Data and automation

Data acquisition and processing often take up a too big of a chunk from one’s working time. We don’t want our customers to waste their time on tedious (pre)processing of spatial and other datasets.

We offer tools that help you spend your time where it’s most valuable – using the data for gaining insights instead of collecting and processing it.

A screenshot from a no-code data automation process, built with the FME Form software.

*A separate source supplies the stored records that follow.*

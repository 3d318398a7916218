//! Retrying transport
//!
//! One logical request = up to `retry_count` sequential attempts, each bounded
//! by `timeout_ms`, separated by a linear backoff (`backoff_step_ms * n`
//! after attempt n). A 2xx reply whose body parses as JSON ends the loop even
//! if the body reports an application failure.

use reqwest::{Method, Url};
use serde_json::Value;
use std::fmt;
use std::sync::Arc;
use tokio::time::{sleep, timeout};
use tracing::{debug, info, warn};

use super::backend::{HttpBackend, HttpReply, HttpRequest};
use super::error::{AttemptFailure, TransportError};
use crate::config::ApiConfig;

/// Path (as raw segments) plus query pairs, relative to the base URL.
///
/// Segments are percent-encoded when the URL is built, so ids containing
/// `/` or spaces cannot escape their segment.
#[derive(Debug, Clone, PartialEq, Eq)]
pub struct Endpoint {
    segments: Vec<String>,
    query: Vec<(String, String)>,
}

impl Endpoint {
    pub fn new<I, S>(segments: I) -> Self
    where
        I: IntoIterator<Item = S>,
        S: Into<String>,
    {
        Self {
            segments: segments.into_iter().map(Into::into).collect(),
            query: Vec::new(),
        }
    }

    pub fn query(mut self, key: &str, value: impl ToString) -> Self {
        self.query.push((key.to_string(), value.to_string()));
        self
    }
}

impl fmt::Display for Endpoint {
    fn fmt(&self, f: &mut fmt::Formatter<'_>) -> fmt::Result {
        write!(f, "/{}", self.segments.join("/"))?;
        for (i, (k, v)) in self.query.iter().enumerate() {
            write!(f, "{}{}={}", if i == 0 { '?' } else { '&' }, k, v)?;
        }
        Ok(())
    }
}

pub struct Transport {
    config: ApiConfig,
    base_url: Url,
    backend: Arc<dyn HttpBackend>,
}

impl Transport {
    pub fn new(config: ApiConfig, backend: Arc<dyn HttpBackend>) -> Result<Self, TransportError> {
        let base_url = Url::parse(&config.base_url).map_err(|e| TransportError::InvalidBaseUrl {
            url: config.base_url.clone(),
            reason: e.to_string(),
        })?;
        if base_url.cannot_be_a_base() {
            return Err(TransportError::InvalidBaseUrl {
                url: config.base_url.clone(),
                reason: "url cannot be used as a base".to_string(),
            });
        }

        info!(
            "Transport ready: base={}, timeout={}ms, attempts={}, backend={}",
            base_url,
            config.timeout_ms,
            config.retry_count,
            backend.name()
        );

        Ok(Self {
            config,
            base_url,
            backend,
        })
    }

    pub fn config(&self) -> &ApiConfig {
        &self.config
    }

    pub fn url_for(&self, endpoint: &Endpoint) -> Url {
        let mut url = self.base_url.clone();
        if let Ok(mut path) = url.path_segments_mut() {
            path.pop_if_empty().extend(endpoint.segments.iter());
        }
        if !endpoint.query.is_empty() {
            url.query_pairs_mut().extend_pairs(endpoint.query.iter());
        }
        url
    }

    pub async fn get(&self, endpoint: &Endpoint) -> Result<Value, TransportError> {
        self.request(Method::GET, endpoint, None).await
    }

    pub async fn post(
        &self,
        endpoint: &Endpoint,
        body: Option<Value>,
    ) -> Result<Value, TransportError> {
        self.request(Method::POST, endpoint, body).await
    }

    /// Issue one logical request with timeout and bounded retries
    pub async fn request(
        &self,
        method: Method,
        endpoint: &Endpoint,
        body: Option<Value>,
    ) -> Result<Value, TransportError> {
        let request = HttpRequest {
            method,
            url: self.url_for(endpoint),
            body,
        };
        let max_attempts = self.config.retry_count.max(1);
        let mut attempt = 1u32;

        loop {
            debug!(
                method = %request.method,
                url = %request.url,
                attempt,
                max_attempts,
                "API request"
            );

            match self.attempt_once(&request).await {
                Ok(value) => {
                    info!(
                        method = %request.method,
                        url = %request.url,
                        attempt,
                        "API request succeeded"
                    );
                    return Ok(value);
                }
                Err(cause) => {
                    warn!(
                        method = %request.method,
                        url = %request.url,
                        attempt,
                        max_attempts,
                        error = %cause,
                        "API request failed"
                    );

                    if attempt >= max_attempts {
                        return Err(TransportError::Exhausted {
                            method: request.method.to_string(),
                            url: request.url.to_string(),
                            attempts: attempt,
                            cause,
                        });
                    }

                    sleep(self.config.backoff_after(attempt)).await;
                    attempt += 1;
                }
            }
        }
    }

    async fn attempt_once(&self, request: &HttpRequest) -> Result<Value, AttemptFailure> {
        match timeout(self.config.timeout(), self.backend.send(request)).await {
            Ok(Ok(reply)) => interpret_reply(reply),
            Ok(Err(failure)) => Err(failure),
            Err(_) => Err(AttemptFailure::Timeout(self.config.timeout_ms)),
        }
    }
}

/// Non-2xx is a failure (with the body's `detail` when present); a 2xx body
/// must parse as JSON.
fn interpret_reply(reply: HttpReply) -> Result<Value, AttemptFailure> {
    if !(200..300).contains(&reply.status) {
        let detail = serde_json::from_str::<Value>(&reply.body)
            .ok()
            .and_then(|v| v.get("detail").and_then(Value::as_str).map(str::to_string));
        return Err(AttemptFailure::Status {
            status: reply.status,
            reason: detail.unwrap_or(reply.reason),
        });
    }

    serde_json::from_str(&reply.body).map_err(|e| AttemptFailure::Decode(e.to_string()))
}
//! Domain Repository
//!
//! Typed operations over the recommendation service: users, ads,
//! recommendations, profiles, interactions and the health probe. Maps wire
//! payloads into domain records and applies the users/ads fallback policy.

pub mod api;
pub mod error;
pub mod wire;

pub use api::DashboardRepository;
pub use error::{FailureCause, RepositoryError};
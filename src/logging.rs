use crate::config::ClientConfig;
use tracing_appender::non_blocking::WorkerGuard;
use tracing_subscriber::{EnvFilter, fmt, prelude::*};

/// Install the global subscriber. Keep the guard alive until exit so the
/// non-blocking file writer flushes.
pub fn init_logging(config: &ClientConfig) -> WorkerGuard {
    let file_appender = match config.rotation.as_str() {
        "hourly" => tracing_appender::rolling::hourly(&config.log_dir, &config.log_file),
        "daily" => tracing_appender::rolling::daily(&config.log_dir, &config.log_file),
        _ => tracing_appender::rolling::never(&config.log_dir, &config.log_file),
    };

    let (non_blocking, guard) = tracing_appender::non_blocking(file_appender);

    // RUST_LOG wins over the configured level
    let filter = EnvFilter::try_from_default_env().unwrap_or_else(|_| default_filter(config));

    let registry = tracing_subscriber::registry().with(filter);

    if config.use_json {
        let file_layer = fmt::layer()
            .json()
            .with_target(true)
            .with_writer(non_blocking)
            .with_ansi(false);
        registry.with(file_layer).init();
    } else {
        let file_layer = fmt::layer()
            .with_target(false)
            .with_writer(non_blocking)
            .with_ansi(false);
        let stdout_layer = fmt::layer()
            .with_target(false)
            .with_ansi(true)
            .with_writer(std::io::stderr);
        registry.with(file_layer).with(stdout_layer).init();
    }

    guard
}

/// `log_level` applied uniformly; per-attempt transport lines are `debug`
fn default_filter(config: &ClientConfig) -> EnvFilter {
    EnvFilter::new(&config.log_level)
}
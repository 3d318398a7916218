//! Core types used throughout the client
//!
//! Identifiers are opaque strings handed out by the recommendation service.
//! The client never parses them; it only requires them to be non-empty
//! before putting them on the wire.

use serde::{Deserialize, Serialize};
use std::fmt;
use std::str::FromStr;

/// User ID - opaque, server-assigned.
///
/// # Constraints:
/// - **Non-empty** whenever it is sent to the server
/// - **Unique** within one `/users` listing
pub type UserId = String;

/// Ad ID - opaque, server-assigned, unique within the ad inventory
pub type AdId = String;

/// Number of recommendations requested per fetch
pub type TopK = u32;

/// Kind of user/ad interaction the operator can record
#[derive(Debug, Clone, Copy, PartialEq, Eq, Hash, Serialize, Deserialize)]
#[serde(rename_all = "lowercase")]
pub enum InteractionAction {
    Click,
    View,
    Purchase,
    Ignore,
}

impl InteractionAction {
    pub const ALL: [InteractionAction; 4] = [
        InteractionAction::Click,
        InteractionAction::View,
        InteractionAction::Purchase,
        InteractionAction::Ignore,
    ];

    /// Path segment used by `POST /interaction/{user}/{ad}/{action}`
    pub fn as_str(&self) -> &'static str {
        match self {
            InteractionAction::Click => "click",
            InteractionAction::View => "view",
            InteractionAction::Purchase => "purchase",
            InteractionAction::Ignore => "ignore",
        }
    }

    /// Past-tense label for notifications ("user_1 clicked ad_2")
    pub fn label(&self) -> &'static str {
        match self {
            InteractionAction::Click => "clicked",
            InteractionAction::View => "viewed",
            InteractionAction::Purchase => "purchased",
            InteractionAction::Ignore => "ignored",
        }
    }
}

impl fmt::Display for InteractionAction {
    fn fmt(&self, f: &mut fmt::Formatter<'_>) -> fmt::Result {
        f.write_str(self.as_str())
    }
}

impl FromStr for InteractionAction {
    type Err = String;

    fn from_str(s: &str) -> Result<Self, Self::Err> {
        Self::ALL
            .into_iter()
            .find(|a| a.as_str().eq_ignore_ascii_case(s.trim()))
            .ok_or_else(|| {
                format!(
                    "invalid action '{}', expected one of: click, view, purchase, ignore",
                    s
                )
            })
    }
}
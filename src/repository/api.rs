//! Dashboard Repository
//!
//! Typed facade over `Transport`, one method per server capability.
//! `fetch_users` / `fetch_ads` also own the session write: live data on
//! success, the configured placeholder on failure (written before the error
//! is returned). Recommendations are never substituted.

use serde_json::Value;
use std::sync::Arc;
use tracing::{error, info, warn};

use super::error::{FailureCause, RepositoryError};
use super::wire::{
    self, AdsPayload, InteractionPayload, ProfilePayload, RecommendationsPayload, UsersPayload,
};
use crate::config::FallbackConfig;
use crate::core_types::{InteractionAction, TopK, UserId};
use crate::models::{
    Ad, HealthReport, InteractionAck, Recommendation, RecommendationSet, UserProfile,
};
use crate::session::{Dataset, SessionStore};
use crate::transport::{Endpoint, Transport};

const MSG_USERS: &str = "Failed to load users";
const MSG_ADS: &str = "Failed to load ads";
const MSG_RECOMMEND: &str = "Failed to get recommendations";
const MSG_PROFILE: &str = "Failed to get user profile";
const MSG_INTERACTION: &str = "Failed to record interaction";

fn require_id(field: &str, value: &str) -> Result<(), FailureCause> {
    if value.trim().is_empty() {
        return Err(FailureCause::Validation(format!("{} must not be empty", field)));
    }
    Ok(())
}

pub struct DashboardRepository {
    transport: Transport,
    session: Arc<SessionStore>,
    fallback: FallbackConfig,
}

impl DashboardRepository {
    pub fn new(transport: Transport, session: Arc<SessionStore>, fallback: FallbackConfig) -> Self {
        Self {
            transport,
            session,
            fallback,
        }
    }

    pub fn session(&self) -> &Arc<SessionStore> {
        &self.session
    }

    pub fn fallback(&self) -> &FallbackConfig {
        &self.fallback
    }

    /// GET an endpoint and require `status == "success"`
    async fn get_success(&self, endpoint: &Endpoint, generic: &str) -> Result<Value, FailureCause> {
        let body = self.transport.get(endpoint).await?;
        wire::ensure_success(&body, generic)?;
        Ok(body)
    }

    // ------------------------------------------------------------------
    // Users / Ads (with fallback)
    // ------------------------------------------------------------------

    pub async fn fetch_users(&self) -> Result<Vec<UserId>, RepositoryError> {
        match self.try_users().await {
            Ok(users) => {
                info!("Loaded {} users", users.len());
                self.session.set_users(Dataset::live(users.clone()));
                Ok(users)
            }
            Err(cause) => {
                error!(
                    error = %cause,
                    "User load failed, writing {} placeholder users",
                    self.fallback.users.len()
                );
                self.session
                    .set_users(Dataset::fallback(self.fallback.users.clone()));
                Err(RepositoryError::UserFetch(cause))
            }
        }
    }

    pub async fn fetch_ads(&self) -> Result<Vec<Ad>, RepositoryError> {
        match self.try_ads().await {
            Ok(ads) => {
                info!("Loaded {} ads", ads.len());
                self.session.set_ads(Dataset::live(ads.clone()));
                Ok(ads)
            }
            Err(cause) => {
                error!(
                    error = %cause,
                    "Ad load failed, writing {} placeholder ads",
                    self.fallback.ads.len()
                );
                self.session.set_ads(Dataset::fallback(self.fallback.ads.clone()));
                Err(RepositoryError::AdFetch(cause))
            }
        }
    }

    async fn try_users(&self) -> Result<Vec<UserId>, FailureCause> {
        let body = self.get_success(&Endpoint::new(["users"]), MSG_USERS).await?;
        Ok(wire::map_users(wire::decode::<UsersPayload>(body)?))
    }

    async fn try_ads(&self) -> Result<Vec<Ad>, FailureCause> {
        let body = self.get_success(&Endpoint::new(["ads"]), MSG_ADS).await?;
        wire::map_ads(wire::decode::<AdsPayload>(body)?)
    }

    // ------------------------------------------------------------------
    // Per-user reads
    // ------------------------------------------------------------------

    /// Recommendations in server order. Does not touch session state.
    pub async fn fetch_recommendations(
        &self,
        user_id: &str,
        top_k: TopK,
    ) -> Result<RecommendationSet, RepositoryError> {
        match self.try_recommendations(user_id, top_k).await {
            Ok(items) => {
                info!(user = user_id, count = items.len(), "Fetched recommendations");
                Ok(RecommendationSet::new(user_id, items))
            }
            Err(cause) => {
                warn!(user = user_id, error = %cause, "Recommendation fetch failed");
                Err(RepositoryError::RecommendationFetch(cause))
            }
        }
    }

    async fn try_recommendations(
        &self,
        user_id: &str,
        top_k: TopK,
    ) -> Result<Vec<Recommendation>, FailureCause> {
        require_id("user id", user_id)?;
        let endpoint = Endpoint::new(["recommend", user_id]).query("top_k", top_k);
        let body = self.get_success(&endpoint, MSG_RECOMMEND).await?;
        wire::map_recommendations(wire::decode::<RecommendationsPayload>(body)?)
    }

    pub async fn fetch_user_profile(&self, user_id: &str) -> Result<UserProfile, RepositoryError> {
        self.try_profile(user_id)
            .await
            .map_err(RepositoryError::ProfileFetch)
    }

    async fn try_profile(&self, user_id: &str) -> Result<UserProfile, FailureCause> {
        require_id("user id", user_id)?;
        let endpoint = Endpoint::new(["user", user_id, "profile"]);
        let body = self.get_success(&endpoint, MSG_PROFILE).await?;
        Ok(wire::map_profile(wire::decode::<ProfilePayload>(body)?))
    }

    // ------------------------------------------------------------------
    // Writes
    // ------------------------------------------------------------------

    /// The ack never carries refreshed recommendations
    pub async fn record_interaction(
        &self,
        user_id: &str,
        ad_id: &str,
        action: InteractionAction,
    ) -> Result<InteractionAck, RepositoryError> {
        match self.try_interaction(user_id, ad_id, action).await {
            Ok(ack) => {
                info!(user = user_id, ad = ad_id, action = %action, "Interaction recorded");
                Ok(ack)
            }
            Err(cause) => {
                warn!(
                    user = user_id,
                    ad = ad_id,
                    action = %action,
                    error = %cause,
                    "Interaction failed"
                );
                Err(RepositoryError::Interaction(cause))
            }
        }
    }

    async fn try_interaction(
        &self,
        user_id: &str,
        ad_id: &str,
        action: InteractionAction,
    ) -> Result<InteractionAck, FailureCause> {
        require_id("user id", user_id)?;
        require_id("ad id", ad_id)?;
        let endpoint = Endpoint::new(["interaction", user_id, ad_id, action.as_str()]);
        let body = self.transport.post(&endpoint, None).await?;
        wire::ensure_success(&body, MSG_INTERACTION)?;
        Ok(wire::map_ack(wire::decode::<InteractionPayload>(body)?))
    }

    /// Best-effort `/health` read; no `status` check since the health
    /// endpoint reports "healthy"/"degraded" rather than "success"
    pub async fn probe_health(&self) -> Result<HealthReport, RepositoryError> {
        let body = self
            .transport
            .get(&Endpoint::new(["health"]))
            .await
            .map_err(|e| RepositoryError::HealthProbe(e.into()))?;
        wire::decode::<HealthReport>(body).map_err(RepositoryError::HealthProbe)
    }
}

In the field of data automation, a rather standard work flow can be identified, each step of which is part of our repertoire:

  • Identifying the research question: What question or problem do you want solve with the help of data?
  • Data review: What data exists, or is additionally needed? Is the data quality suitable for solving the problem, or does it require some preprocessing?
  • Data processing plan: How should the data be processed for the use case at hand? Does the data require fixing, supplementing, transformation, refinement, or combining with other data? What type of a data warehouse solution is available or required?
  • Implementing and testing of automated data processing: Implementation of data pipelines, ETL or ELT processes. Often during this phase, problems arise, and the plan needs to be revisited. Testing and validation is key, since potential deviations and edge cases usually stand out first when processed data is available in masses.
  • Data analysis: Often, after automated data processing or as a part of it, one may want to try to answer the research question directly, for instance by adding an algorithm layer specifically tailored to solve the problem.
  • Data visualization and drawing conclusions: Once the data has been processed and analyzed, effective communication of the conclusions usually requires the implementation of concise reporting solutions.

Our repertoire includes many types of automatic data collection and processing solutions (e.g. ETL and ELT), which read and process data from databases, APIs and other data sources directly for our customers’ use. We always choose tools on a case-by-case basis, but our recent favorites include FME, Databricks, Snowflake, Apache Spark, PostGIS, Azure Data Factory, Python, pyqgis, and R.

To ensure the flow of data within the client organization and, if necessary, also outwards to stakeholders or openly to the public, we create interface services according to OGC standards (e.g. WFS, OGC API Features, WMS, WMTS, MVT) to distribute the created information.

As a final touch, we often integrate data processing pipelines into our client’s reporting environment as ready-to-use data visualizations, whether it is, for example, a business intelligence platform such as PowerBI or Tableau, or a workspace built into a geographic information system such as QGIS.